The setup is simple, and suitably compelling: Leo and Vincent are a pair of imprisoned convicts in 1972 who each have a grudge against Harvey, Leo's former partner and a notable crime boss. Vincent, a new arrival, winds up assisting Leo with his escape plan so that they can both get their revenge on the man who wronged them. The motivations aren't complex and Leo and Vincent's early arguments can occasionally be difficult to take seriously as the protagonists' EXTREMELY Swedish voice actors struggle a bit to sound like hardened American criminals, but we found ourselves wrapped up quickly nonetheless in the plot, if only because it was so well-integrated into the gameplay.
As far as what that gameplay entails, well, that's difficult to summarize succintly. In the most basic sense, A Way Out is made up of a series of minigames, each respresenting the duo's efforts to escape prison and get their revenge. One player might need to sneak through the prison hospital to steal a screwdriver while the other distracts the nurse; later, Vincent has to cover Leo's back in a vicious fight in the cafeteria, the two exchanging blows with a group of fellow convicts trying to run them through with shivs. Much later, they chase an informant through a construction site, alternating paths to box him in and keep him in sight. For the most part, the variety on display is impressive, and the execution is uniquely entertaining to watch. Cinematic camera angles, alternating between split-screen simultaneous play and rapid back-and-forth with the focus on one player at a time, always kept my brother and I guessing, and optional minigames - like comically stopping in the middle of breaking-and-entering a house to hold a spontaneous concert with the person we're robbing's musical instruments - are an opportunity for both co-operation and competition.

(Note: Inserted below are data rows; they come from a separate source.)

pub mod encoding;
pub mod server;
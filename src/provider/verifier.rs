use jsonwebtoken::errors::ErrorKind;
use jsonwebtoken::{Algorithm, DecodingKey, Validation};
use tracing::{event, Level};

use crate::oidc::AccessTokenClaims;
use crate::provider::error::Error;

/// Turns a presented JWT access token back into its claims.
pub trait AccessTokenVerifier: Send + Sync {
    fn verify_access_token(&self, token: &str) -> Result<AccessTokenClaims, Error>;
}

/// Public half of a key the provider has signed access tokens with.
#[derive(Clone)]
pub struct VerificationKey {
    pub id: Option<String>,
    pub algorithm: Algorithm,
    pub key: DecodingKey,
}

impl std::fmt::Debug for VerificationKey {
    fn fmt(&self, f: &mut std::fmt::Formatter<'_>) -> std::fmt::Result {
        write!(f, "VerificationKey {{ id: {:?}, algorithm: {:?}, .. }}", self.id, self.algorithm)
    }
}

/// Checks signature, issuer and expiry of the provider's own JWT access
/// tokens. Keys are matched on `kid`; a token without one is tried against
/// every key of its algorithm.
#[derive(Debug, Clone)]
pub struct JwtAccessTokenVerifier {
    issuer: String,
    keys: Vec<VerificationKey>,
}

impl JwtAccessTokenVerifier {
    pub fn new(issuer: impl Into<String>, keys: Vec<VerificationKey>) -> Self {
        Self {
            issuer: issuer.into(),
            keys,
        }
    }

    fn validation(&self, algorithm: Algorithm) -> Validation {
        let mut validation = Validation::new(algorithm);
        validation.set_issuer(&[&self.issuer]);
        // The audience is the relying party, not the provider.
        validation.validate_aud = false;
        validation
    }
}

impl AccessTokenVerifier for JwtAccessTokenVerifier {
    fn verify_access_token(&self, token: &str) -> Result<AccessTokenClaims, Error> {
        let header = jsonwebtoken::decode_header(token).map_err(|_| Error::MalformedRequest)?;

        let candidates = self.keys.iter().filter(|k| {
            k.algorithm == header.alg
                && match (&header.kid, &k.id) {
                    (Some(kid), Some(id)) => kid == id,
                    (Some(_), None) => false,
                    (None, _) => true,
                }
        });

        let mut last_error = Error::NotFound;
        for key in candidates {
            match jsonwebtoken::decode::<AccessTokenClaims>(token, &key.key, &self.validation(key.algorithm)) {
                Ok(data) => return Ok(data.claims),
                Err(e) => {
                    event!(Level::DEBUG, "Access token rejected: {}", e);
                    last_error = if matches!(e.kind(), ErrorKind::ExpiredSignature) {
                        Error::Expired
                    } else {
                        Error::Signing(e)
                    };
                }
            }
        }

        Err(last_error)
    }
}
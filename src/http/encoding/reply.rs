use super::error::AuthRejection;
use crate::auth::introspection::IntrospectionResponse;
use crate::provider::Error;
use warp::http::StatusCode;
use warp::reply::{Reply, Response};
use warp::Rejection;

/// Token material must never be cached (RFC 6749, section 5.1).
pub fn no_store(reply: impl Reply) -> impl Reply {
    let reply = warp::reply::with_header(reply, "cache-control", "no-store");
    warp::reply::with_header(reply, "pragma", "no-cache")
}

pub fn json_encode(
    value: Result<impl serde::Serialize, impl Into<AuthRejection>>,
) -> Result<impl Reply, Rejection> {
    value
        .map(|v| no_store(warp::reply::json(&v)))
        .map_err(|e| warp::reject::custom::<AuthRejection>(e.into()))
}

/// Unauthenticated callers get a plain text 401, everything else a JSON
/// introspection response.
pub fn introspection(result: Result<IntrospectionResponse, Error>) -> Response {
    match result {
        Ok(response) => no_store(warp::reply::json(&response)).into_response(),
        Err(e) => warp::reply::with_status(e.to_string(), StatusCode::UNAUTHORIZED).into_response(),
    }
}
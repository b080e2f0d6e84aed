use std::time::Duration;

use super::types::*;

const STANDARD_SCOPES: [&str; 6] = [
    SCOPE_OPENID,
    SCOPE_PROFILE,
    SCOPE_EMAIL,
    SCOPE_ADDRESS,
    SCOPE_PHONE,
    SCOPE_OFFLINE_ACCESS,
];

/// Token policy of a registered relying party.
pub trait Client: Send + Sync {
    fn id(&self) -> &ClientId;
    fn access_token_type(&self) -> AccessTokenType;
    fn id_token_lifetime(&self) -> Duration;
    fn clock_skew(&self) -> Duration;
    fn grant_types(&self) -> &[GrantType];
    fn redirect_uris(&self) -> &[RedirectUri];

    /// Scopes beyond the standard OpenID ones that may shape an ID token.
    fn restrict_additional_id_token_scopes(&self, scope: Scope) -> Scope {
        scope
    }

    /// Scopes beyond the standard OpenID ones that may shape an access token.
    fn restrict_additional_access_token_scopes(&self, scope: Scope) -> Scope {
        scope
    }

    /// Whether userinfo claims go into the ID token even when an access token
    /// is issued with it.
    fn id_token_userinfo_claims_assertion(&self) -> bool;

    fn allows_grant_type(&self, grant_type: GrantType) -> bool {
        self.grant_types().contains(&grant_type)
    }
}

/// File-loadable client definition.
#[derive(Debug, Clone, serde::Deserialize, serde::Serialize)]
pub struct ClientConfig {
    pub client_id: ClientId,
    #[serde(default)]
    pub redirect_uris: Vec<RedirectUri>,
    #[serde(default)]
    pub access_token_type: AccessTokenType,
    #[serde(with = "humantime_serde", default = "default_id_token_lifetime")]
    pub id_token_lifetime: Duration,
    #[serde(with = "humantime_serde", default)]
    pub clock_skew: Duration,
    #[serde(default = "default_grant_types")]
    pub grant_types: Vec<GrantType>,
    #[serde(default)]
    pub id_token_userinfo_assertion: bool,
    /// `None` lets every additional scope through.
    #[serde(default)]
    pub id_token_scopes: Option<Vec<String>>,
    #[serde(default)]
    pub access_token_scopes: Option<Vec<String>>,
}

fn default_id_token_lifetime() -> Duration {
    Duration::from_secs(60 * 60)
}

fn default_grant_types() -> Vec<GrantType> {
    vec![GrantType::AuthorizationCode]
}

fn restrict_to(scope: Scope, allowed: &Option<Vec<String>>) -> Scope {
    match allowed {
        None => scope,
        Some(allowed) => scope
            .into_parts()
            .into_iter()
            .filter(|s| STANDARD_SCOPES.contains(&s.as_str()) || allowed.contains(s))
            .collect(),
    }
}

impl ClientConfig {
    pub fn new(client_id: impl Into<String>) -> Self {
        Self {
            client_id: ClientId(client_id.into()),
            redirect_uris: Vec::new(),
            access_token_type: AccessTokenType::Bearer,
            id_token_lifetime: default_id_token_lifetime(),
            clock_skew: Duration::ZERO,
            grant_types: default_grant_types(),
            id_token_userinfo_assertion: false,
            id_token_scopes: None,
            access_token_scopes: None,
        }
    }
}

impl Client for ClientConfig {
    fn id(&self) -> &ClientId {
        &self.client_id
    }

    fn access_token_type(&self) -> AccessTokenType {
        self.access_token_type
    }

    fn id_token_lifetime(&self) -> Duration {
        self.id_token_lifetime
    }

    fn clock_skew(&self) -> Duration {
        self.clock_skew
    }

    fn grant_types(&self) -> &[GrantType] {
        &self.grant_types
    }

    fn redirect_uris(&self) -> &[RedirectUri] {
        &self.redirect_uris
    }

    fn restrict_additional_id_token_scopes(&self, scope: Scope) -> Scope {
        restrict_to(scope, &self.id_token_scopes)
    }

    fn restrict_additional_access_token_scopes(&self, scope: Scope) -> Scope {
        restrict_to(scope, &self.access_token_scopes)
    }

    fn id_token_userinfo_claims_assertion(&self) -> bool {
        self.id_token_userinfo_assertion
    }
}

That said, there's still a few misses. Inevitably, fistfights and car chases eventually escalated to gunfights, and those handled absolutely terribly. There were also a couple of plot twists that weren't necessarily bad, but more like irrelevant; a betrayal that had no payoff, for example. Still, the game's storyline ends on a high note and an interesting encounter, so it's hard to knock these occasional stumbles too hard.
All in all, A Way Out is such a unique co-op game that it's difficult not to recommend - if you're co-oping it. (Small note, only one copy has to be bought for this! Buying the game gave me a 'friend pass' that let my brother play with me for free). Unless you want to use two controllers or risk unstable mods, it doesn't work as a solo game - but as an experience with a partner, it's unique, matched only by Hazelight's own future games. It's exciting to see what can be done in the medium, especially for more storytelling-oriented games, with an experience built from the ground up for two players.